- _TASK INSTRUCTIONS_
Without changing a single word, set down all of the records.

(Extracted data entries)
((
//! The query interface analysis and validation depend on.

use std::collections::BTreeMap;

use analysis_core::{DryRunFailedError, StalenessCheckError};
use async_trait::async_trait;
use chrono::{DateTime, Utc};
use thiserror::Error;

/// Label carrying the unix timestamp a table was last written at.
pub const LAST_UPDATED_LABEL: &str = "last_updated";

pub type TableLabels = BTreeMap<String, String>;

#[derive(Error, Debug)]
pub enum WarehouseError {
    #[error("Query failed: {0}")]
    Query(String),

    #[error("Query timed out after {0}s")]
    Timeout(u64),

    #[error("Invalid table name `{0}`")]
    InvalidTableName(String),
}

/// A materialized table and its `last_updated` label, if any.
#[derive(Debug, Clone, PartialEq, Eq)]
pub struct TableMetadata {
    pub table_name: String,
    pub last_updated: Option<DateTime<Utc>>,
}

/// Warehouse operations used by analysis runs, dry-run validation and
/// staleness checks. Implementations must tolerate concurrent calls.
#[async_trait]
pub trait QueryBackend: Send + Sync {
    /// Plan the statement without reading or writing data.
    async fn dry_run(&self, sql: &str) -> Result<(), DryRunFailedError>;

    /// Run `sql` and replace `destination` with its result, tagging the table
    /// with `labels`.
    async fn execute(
        &self,
        sql: &str,
        destination: &str,
        labels: &TableLabels,
    ) -> Result<(), WarehouseError>;

    async fn table_exists(&self, name: &str) -> Result<bool, WarehouseError>;

    /// Every table of the analysis dataset with its labels.
    async fn table_labels(&self) -> Result<Vec<TableMetadata>, StalenessCheckError>;
}

/// Encode labels as a table comment, `key=value` pairs joined by commas.
pub fn encode_labels(labels: &TableLabels) -> String {
    labels
        .iter()
        .map(|(k, v)| format!("{k}={v}"))
        .collect::<Vec<_>>()
        .join(",")
}

pub fn decode_labels(comment: &str) -> TableLabels {
    comment
        .split(',')
        .filter_map(|pair| pair.split_once('='))
        .map(|(k, v)| (k.trim().to_string(), v.trim().to_string()))
        .filter(|(k, _)| !k.is_empty())
        .collect()
}

/// Table names are interpolated into DDL; only identifier characters pass.
pub fn check_table_name(name: &str) -> Result<(), WarehouseError> {
    let valid = !name.is_empty()
        && name
            .chars()
            .all(|c| c.is_ascii_alphanumeric() || c == '_' || c == '.');
    if valid {
        Ok(())
    } else {
        Err(WarehouseError::InvalidTableName(name.to_string()))
    }
}

#[cfg(test)]
mod tests {
    use super::*;

    #[test]
    fn test_label_encoding() {
        let mut labels = TableLabels::new();
        labels.insert(LAST_UPDATED_LABEL.to_string(), "1600000000".to_string());
        labels.insert("slug".to_string(), "my_exp".to_string());
        let comment = encode_labels(&labels);
        assert_eq!(comment, "last_updated=1600000000,slug=my_exp");
        assert_eq!(decode_labels(&comment), labels);
        assert!(decode_labels("").is_empty());
        assert!(decode_labels("free text").is_empty());
    }

    #[test]
    fn test_table_names() {
        assert!(check_table_name("my_exp_week_1").is_ok());
        assert!(check_table_name("db.my_exp").is_ok());
        assert!(check_table_name("x; DROP TABLE y").is_err());
        assert!(check_table_name("").is_err());
    }
}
))
- _ANSWER BOX_
//! The query interface analysis and validation depend on.

use std::collections::BTreeMap;

use analysis_core::{DryRunFailedError, StalenessCheckError};
use async_trait::async_trait;
use chrono::{DateTime, Utc};
use thiserror::Error;

/// Label carrying the unix timestamp a table was last written at.
pub const LAST_UPDATED_LABEL: &str = "last_updated";

pub type TableLabels = BTreeMap<String, String>;

#[derive(Error, Debug)]
pub enum WarehouseError {
    #[error("Query failed: {0}")]
    Query(String),

    #[error("Query timed out after {0}s")]
    Timeout(u64),

    #[error("Invalid table name `{0}`")]
    InvalidTableName(String),
}

/// A materialized table and its `last_updated` label, if any.
#[derive(Debug, Clone, PartialEq, Eq)]
pub struct TableMetadata {
    pub table_name: String,
    pub last_updated: Option<DateTime<Utc>>,
}

/// Warehouse operations used by analysis runs, dry-run validation and
/// staleness checks. Implementations must tolerate concurrent calls.
#[async_trait]
pub trait QueryBackend: Send + Sync {
    /// Plan the statement without reading or writing data.
    async fn dry_run(&self, sql: &str) -> Result<(), DryRunFailedError>;

    /// Run `sql` and replace `destination` with its result, tagging the table
    /// with `labels`.
    async fn execute(
        &self,
        sql: &str,
        destination: &str,
        labels: &TableLabels,
    ) -> Result<(), WarehouseError>;

    async fn table_exists(&self, name: &str) -> Result<bool, WarehouseError>;

    /// Every table of the analysis dataset with its labels.
    async fn table_labels(&self) -> Result<Vec<TableMetadata>, StalenessCheckError>;
}

/// Encode labels as a table comment, `key=value` pairs joined by commas.
pub fn encode_labels(labels: &TableLabels) -> String {
    labels
        .iter()
        .map(|(k, v)| format!("{k}={v}"))
        .collect::<Vec<_>>()
        .join(",")
}

pub fn decode_labels(comment: &str) -> TableLabels {
    comment
        .split(',')
        .filter_map(|pair| pair.split_once('='))
        .map(|(k, v)| (k.trim().to_string(), v.trim().to_string()))
        .filter(|(k, _)| !k.is_empty())
        .collect()
}

/// Table names are interpolated into DDL; only identifier characters pass.
pub fn check_table_name(name: &str) -> Result<(), WarehouseError> {
    let valid = !name.is_empty()
        && name
            .chars()
            .all(|c| c.is_ascii_alphanumeric() || c == '_' || c == '.');
    if valid {
        Ok(())
    } else {
        Err(WarehouseError::InvalidTableName(name.to_string()))
    }
}

#[cfg(test)]
mod tests {
    use super::*;

    #[test]
    fn test_label_encoding() {
        let mut labels = TableLabels::new();
        labels.insert(LAST_UPDATED_LABEL.to_string(), "1600000000".to_string());
        labels.insert("slug".to_string(), "my_exp".to_string());
        let comment = encode_labels(&labels);
        assert_eq!(comment, "last_updated=1600000000,slug=my_exp");
        assert_eq!(decode_labels(&comment), labels);
        assert!(decode_labels("").is_empty());
        assert!(decode_labels("free text").is_empty());
    }

    #[test]
    fn test_table_names() {
        assert!(check_table_name("my_exp_week_1").is_ok());
        assert!(check_table_name("db.my_exp").is_ok());
        assert!(check_table_name("x; DROP TABLE y").is_err());
        assert!(check_table_name("").is_err());
    }
}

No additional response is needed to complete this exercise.